** Records for the task follows **

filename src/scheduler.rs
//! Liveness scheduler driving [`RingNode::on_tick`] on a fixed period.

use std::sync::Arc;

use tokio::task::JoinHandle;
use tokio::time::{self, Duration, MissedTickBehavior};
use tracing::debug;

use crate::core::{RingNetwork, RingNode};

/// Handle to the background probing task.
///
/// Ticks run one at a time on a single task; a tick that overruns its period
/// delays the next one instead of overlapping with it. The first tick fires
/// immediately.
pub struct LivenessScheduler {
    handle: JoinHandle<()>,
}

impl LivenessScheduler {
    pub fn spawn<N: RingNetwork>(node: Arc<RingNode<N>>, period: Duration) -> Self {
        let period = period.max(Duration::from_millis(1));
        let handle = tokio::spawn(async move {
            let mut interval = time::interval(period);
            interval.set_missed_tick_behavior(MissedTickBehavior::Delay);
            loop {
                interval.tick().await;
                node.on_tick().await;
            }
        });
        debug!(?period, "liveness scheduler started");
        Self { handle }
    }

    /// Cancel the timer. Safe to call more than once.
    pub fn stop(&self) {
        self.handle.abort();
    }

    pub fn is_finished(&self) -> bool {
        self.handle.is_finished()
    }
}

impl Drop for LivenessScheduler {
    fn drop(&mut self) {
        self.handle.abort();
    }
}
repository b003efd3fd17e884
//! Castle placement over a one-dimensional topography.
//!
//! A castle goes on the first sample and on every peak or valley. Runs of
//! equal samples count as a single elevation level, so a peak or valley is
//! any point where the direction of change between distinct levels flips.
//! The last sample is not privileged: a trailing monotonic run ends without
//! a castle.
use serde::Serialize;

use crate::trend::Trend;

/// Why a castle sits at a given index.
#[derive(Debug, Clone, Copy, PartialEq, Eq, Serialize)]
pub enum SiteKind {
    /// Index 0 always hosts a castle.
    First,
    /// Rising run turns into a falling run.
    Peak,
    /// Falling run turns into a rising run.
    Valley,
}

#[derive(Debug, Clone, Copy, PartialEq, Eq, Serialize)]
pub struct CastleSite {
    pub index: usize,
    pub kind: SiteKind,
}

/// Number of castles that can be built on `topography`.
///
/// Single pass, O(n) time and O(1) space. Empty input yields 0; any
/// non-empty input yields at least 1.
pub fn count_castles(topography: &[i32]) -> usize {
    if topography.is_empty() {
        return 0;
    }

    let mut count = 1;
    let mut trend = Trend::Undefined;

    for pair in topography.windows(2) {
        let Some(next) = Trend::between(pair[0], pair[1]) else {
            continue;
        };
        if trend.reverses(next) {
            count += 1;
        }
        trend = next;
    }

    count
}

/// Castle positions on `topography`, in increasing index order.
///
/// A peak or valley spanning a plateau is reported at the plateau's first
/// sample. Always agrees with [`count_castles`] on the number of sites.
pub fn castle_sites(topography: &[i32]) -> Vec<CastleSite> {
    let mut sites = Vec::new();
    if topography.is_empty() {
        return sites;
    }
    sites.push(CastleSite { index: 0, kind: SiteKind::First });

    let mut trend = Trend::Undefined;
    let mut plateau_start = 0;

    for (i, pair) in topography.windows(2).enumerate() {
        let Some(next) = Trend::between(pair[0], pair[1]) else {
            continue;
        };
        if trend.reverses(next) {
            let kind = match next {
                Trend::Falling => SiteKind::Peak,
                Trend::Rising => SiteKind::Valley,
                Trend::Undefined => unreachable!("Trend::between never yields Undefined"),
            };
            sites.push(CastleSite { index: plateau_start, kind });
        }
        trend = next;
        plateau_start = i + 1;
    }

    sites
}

** End of Records for the task **
** Records for the task follows **

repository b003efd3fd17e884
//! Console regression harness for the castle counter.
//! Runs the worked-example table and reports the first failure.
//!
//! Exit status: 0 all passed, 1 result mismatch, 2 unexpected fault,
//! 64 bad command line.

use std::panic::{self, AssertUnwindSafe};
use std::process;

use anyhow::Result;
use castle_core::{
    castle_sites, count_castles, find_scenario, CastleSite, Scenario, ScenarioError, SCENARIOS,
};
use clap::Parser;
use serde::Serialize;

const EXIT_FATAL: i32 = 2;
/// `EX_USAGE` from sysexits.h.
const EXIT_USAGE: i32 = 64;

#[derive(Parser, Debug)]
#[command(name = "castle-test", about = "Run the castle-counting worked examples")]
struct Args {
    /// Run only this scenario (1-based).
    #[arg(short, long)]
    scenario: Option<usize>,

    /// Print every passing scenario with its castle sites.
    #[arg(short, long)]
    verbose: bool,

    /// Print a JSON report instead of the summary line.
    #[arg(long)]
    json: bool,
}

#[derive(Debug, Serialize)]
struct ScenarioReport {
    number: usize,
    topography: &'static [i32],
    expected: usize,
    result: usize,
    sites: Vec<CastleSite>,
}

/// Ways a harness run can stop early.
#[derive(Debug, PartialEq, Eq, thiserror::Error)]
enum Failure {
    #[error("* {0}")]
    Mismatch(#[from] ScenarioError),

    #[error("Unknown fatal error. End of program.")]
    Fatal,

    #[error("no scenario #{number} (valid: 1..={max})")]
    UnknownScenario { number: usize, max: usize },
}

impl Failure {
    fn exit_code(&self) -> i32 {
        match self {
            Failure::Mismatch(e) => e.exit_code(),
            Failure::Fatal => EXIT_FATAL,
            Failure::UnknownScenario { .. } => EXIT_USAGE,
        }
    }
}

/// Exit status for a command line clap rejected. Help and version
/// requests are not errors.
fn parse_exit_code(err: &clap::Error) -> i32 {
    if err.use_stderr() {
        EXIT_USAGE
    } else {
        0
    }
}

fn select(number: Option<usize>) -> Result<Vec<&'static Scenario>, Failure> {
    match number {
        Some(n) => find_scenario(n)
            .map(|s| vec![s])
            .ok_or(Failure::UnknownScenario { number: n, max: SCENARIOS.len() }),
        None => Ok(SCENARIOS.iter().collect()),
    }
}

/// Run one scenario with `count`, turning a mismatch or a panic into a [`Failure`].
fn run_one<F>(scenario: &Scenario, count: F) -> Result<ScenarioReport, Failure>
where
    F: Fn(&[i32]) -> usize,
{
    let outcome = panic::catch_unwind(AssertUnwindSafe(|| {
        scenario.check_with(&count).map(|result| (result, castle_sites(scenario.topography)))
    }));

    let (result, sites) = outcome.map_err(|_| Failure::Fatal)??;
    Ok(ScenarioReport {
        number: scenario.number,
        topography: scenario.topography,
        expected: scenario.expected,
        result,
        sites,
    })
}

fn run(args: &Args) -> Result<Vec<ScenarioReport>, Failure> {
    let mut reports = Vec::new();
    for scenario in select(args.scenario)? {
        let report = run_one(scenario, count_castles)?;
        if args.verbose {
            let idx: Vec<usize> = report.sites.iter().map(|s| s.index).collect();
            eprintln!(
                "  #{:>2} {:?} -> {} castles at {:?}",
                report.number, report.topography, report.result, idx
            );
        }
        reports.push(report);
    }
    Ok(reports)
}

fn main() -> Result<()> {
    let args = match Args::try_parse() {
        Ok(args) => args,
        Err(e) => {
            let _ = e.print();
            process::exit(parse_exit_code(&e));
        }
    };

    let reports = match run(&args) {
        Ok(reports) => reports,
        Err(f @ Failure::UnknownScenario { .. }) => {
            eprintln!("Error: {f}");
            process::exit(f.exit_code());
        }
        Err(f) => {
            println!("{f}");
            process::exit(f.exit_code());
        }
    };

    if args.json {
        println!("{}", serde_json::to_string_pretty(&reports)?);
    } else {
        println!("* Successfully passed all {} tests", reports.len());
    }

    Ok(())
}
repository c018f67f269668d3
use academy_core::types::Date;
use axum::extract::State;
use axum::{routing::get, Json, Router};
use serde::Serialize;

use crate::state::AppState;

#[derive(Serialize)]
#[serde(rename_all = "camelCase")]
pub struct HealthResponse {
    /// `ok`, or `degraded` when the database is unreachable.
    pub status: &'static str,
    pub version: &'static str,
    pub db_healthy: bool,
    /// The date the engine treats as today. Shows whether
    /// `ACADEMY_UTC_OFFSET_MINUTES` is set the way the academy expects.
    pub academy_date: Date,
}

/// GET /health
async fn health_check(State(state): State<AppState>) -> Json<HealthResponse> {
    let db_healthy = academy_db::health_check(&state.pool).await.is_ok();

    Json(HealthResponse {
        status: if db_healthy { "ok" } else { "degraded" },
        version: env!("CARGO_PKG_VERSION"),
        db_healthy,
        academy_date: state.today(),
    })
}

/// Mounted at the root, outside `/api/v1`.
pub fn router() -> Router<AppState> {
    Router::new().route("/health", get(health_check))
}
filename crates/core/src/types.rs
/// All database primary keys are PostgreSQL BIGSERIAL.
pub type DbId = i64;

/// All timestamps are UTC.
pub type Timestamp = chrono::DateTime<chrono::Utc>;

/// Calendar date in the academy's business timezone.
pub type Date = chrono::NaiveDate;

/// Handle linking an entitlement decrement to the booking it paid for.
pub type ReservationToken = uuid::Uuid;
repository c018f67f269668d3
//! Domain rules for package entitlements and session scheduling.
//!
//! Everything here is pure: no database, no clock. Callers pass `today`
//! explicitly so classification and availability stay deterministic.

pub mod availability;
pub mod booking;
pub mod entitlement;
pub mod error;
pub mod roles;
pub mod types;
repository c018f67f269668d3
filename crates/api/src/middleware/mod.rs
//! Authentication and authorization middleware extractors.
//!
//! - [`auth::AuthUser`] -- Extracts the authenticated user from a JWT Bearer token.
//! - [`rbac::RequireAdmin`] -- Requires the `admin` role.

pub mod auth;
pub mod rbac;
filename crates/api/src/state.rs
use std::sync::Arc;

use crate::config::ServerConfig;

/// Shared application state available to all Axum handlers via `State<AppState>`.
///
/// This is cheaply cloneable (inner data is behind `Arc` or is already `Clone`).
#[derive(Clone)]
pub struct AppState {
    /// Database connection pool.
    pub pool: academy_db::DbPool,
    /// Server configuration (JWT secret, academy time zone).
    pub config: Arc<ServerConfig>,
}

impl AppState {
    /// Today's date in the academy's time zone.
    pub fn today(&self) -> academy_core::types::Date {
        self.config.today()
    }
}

** End of Records for the task **
** Records for the task follows **

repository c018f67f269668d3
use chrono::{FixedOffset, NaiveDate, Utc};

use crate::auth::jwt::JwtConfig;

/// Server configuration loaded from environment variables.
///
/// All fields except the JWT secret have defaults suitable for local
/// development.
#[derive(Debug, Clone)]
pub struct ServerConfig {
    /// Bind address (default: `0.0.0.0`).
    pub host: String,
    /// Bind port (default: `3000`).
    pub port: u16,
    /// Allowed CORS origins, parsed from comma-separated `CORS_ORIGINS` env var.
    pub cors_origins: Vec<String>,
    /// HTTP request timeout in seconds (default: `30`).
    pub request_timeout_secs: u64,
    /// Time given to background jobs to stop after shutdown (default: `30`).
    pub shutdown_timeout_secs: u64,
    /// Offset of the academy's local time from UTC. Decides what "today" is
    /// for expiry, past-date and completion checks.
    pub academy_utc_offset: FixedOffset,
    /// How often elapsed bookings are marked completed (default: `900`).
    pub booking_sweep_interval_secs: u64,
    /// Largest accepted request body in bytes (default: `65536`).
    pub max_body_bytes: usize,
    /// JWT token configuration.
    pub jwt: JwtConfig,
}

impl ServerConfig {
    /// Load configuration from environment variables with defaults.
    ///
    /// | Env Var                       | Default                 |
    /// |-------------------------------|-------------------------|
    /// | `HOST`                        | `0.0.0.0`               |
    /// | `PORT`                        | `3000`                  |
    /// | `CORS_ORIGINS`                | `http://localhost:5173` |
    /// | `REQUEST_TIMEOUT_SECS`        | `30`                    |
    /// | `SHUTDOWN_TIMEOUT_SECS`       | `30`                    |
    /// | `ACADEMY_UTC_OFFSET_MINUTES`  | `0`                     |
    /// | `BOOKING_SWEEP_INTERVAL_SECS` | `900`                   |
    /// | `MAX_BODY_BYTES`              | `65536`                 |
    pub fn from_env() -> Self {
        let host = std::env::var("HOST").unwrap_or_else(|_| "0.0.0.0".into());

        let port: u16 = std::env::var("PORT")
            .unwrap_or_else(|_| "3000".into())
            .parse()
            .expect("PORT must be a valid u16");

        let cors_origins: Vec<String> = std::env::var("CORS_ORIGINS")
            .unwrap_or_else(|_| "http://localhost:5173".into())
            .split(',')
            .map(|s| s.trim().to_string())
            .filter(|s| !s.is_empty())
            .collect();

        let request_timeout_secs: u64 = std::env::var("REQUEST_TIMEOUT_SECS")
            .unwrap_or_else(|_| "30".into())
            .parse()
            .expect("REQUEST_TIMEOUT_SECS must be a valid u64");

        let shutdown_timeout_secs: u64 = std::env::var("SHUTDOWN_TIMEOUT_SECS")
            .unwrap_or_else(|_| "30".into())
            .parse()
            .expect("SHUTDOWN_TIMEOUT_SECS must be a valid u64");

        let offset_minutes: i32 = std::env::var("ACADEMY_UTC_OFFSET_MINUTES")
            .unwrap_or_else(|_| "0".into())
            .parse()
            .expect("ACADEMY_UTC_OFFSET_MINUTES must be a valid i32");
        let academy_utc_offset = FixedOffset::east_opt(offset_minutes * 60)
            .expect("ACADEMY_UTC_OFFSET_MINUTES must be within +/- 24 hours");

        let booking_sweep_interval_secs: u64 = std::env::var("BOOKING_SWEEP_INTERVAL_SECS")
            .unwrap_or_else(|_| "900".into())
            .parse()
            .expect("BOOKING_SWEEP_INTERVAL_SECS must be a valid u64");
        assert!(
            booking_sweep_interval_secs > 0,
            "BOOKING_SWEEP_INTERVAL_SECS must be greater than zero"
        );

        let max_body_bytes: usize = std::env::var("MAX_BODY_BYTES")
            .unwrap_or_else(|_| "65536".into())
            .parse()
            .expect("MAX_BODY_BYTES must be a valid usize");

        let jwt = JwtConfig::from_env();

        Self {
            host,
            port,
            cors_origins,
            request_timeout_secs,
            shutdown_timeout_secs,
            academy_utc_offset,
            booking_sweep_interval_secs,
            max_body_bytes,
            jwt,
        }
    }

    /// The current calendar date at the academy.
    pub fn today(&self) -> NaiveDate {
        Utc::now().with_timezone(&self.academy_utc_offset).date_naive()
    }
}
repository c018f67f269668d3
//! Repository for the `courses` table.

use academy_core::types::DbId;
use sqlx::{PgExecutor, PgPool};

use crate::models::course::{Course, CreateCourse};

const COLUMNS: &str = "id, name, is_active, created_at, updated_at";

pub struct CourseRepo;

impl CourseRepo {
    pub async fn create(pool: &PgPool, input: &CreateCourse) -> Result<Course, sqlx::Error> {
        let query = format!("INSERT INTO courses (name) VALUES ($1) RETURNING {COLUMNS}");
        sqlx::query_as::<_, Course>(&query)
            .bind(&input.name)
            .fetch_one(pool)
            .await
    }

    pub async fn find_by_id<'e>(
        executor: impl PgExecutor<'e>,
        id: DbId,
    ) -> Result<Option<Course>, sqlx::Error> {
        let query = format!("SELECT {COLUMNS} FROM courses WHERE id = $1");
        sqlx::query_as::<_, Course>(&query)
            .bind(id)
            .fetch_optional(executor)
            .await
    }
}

** End of Records for the task **

→ Task description
Please reproduce the lines from the line with "filename src/scheduler.rs" to the line with "let period = period.max(Duration::from_millis(1));", both ends included, exactly as they appear above.

→ Result
filename src/scheduler.rs
//! Liveness scheduler driving [`RingNode::on_tick`] on a fixed period.

use std::sync::Arc;

use tokio::task::JoinHandle;
use tokio::time::{self, Duration, MissedTickBehavior};
use tracing::debug;

use crate::core::{RingNetwork, RingNode};

/// Handle to the background probing task.
///
/// Ticks run one at a time on a single task; a tick that overruns its period
/// delays the next one instead of overlapping with it. The first tick fires
/// immediately.
pub struct LivenessScheduler {
    handle: JoinHandle<()>,
}

impl LivenessScheduler {
    pub fn spawn<N: RingNetwork>(node: Arc<RingNode<N>>, period: Duration) -> Self {
        let period = period.max(Duration::from_millis(1));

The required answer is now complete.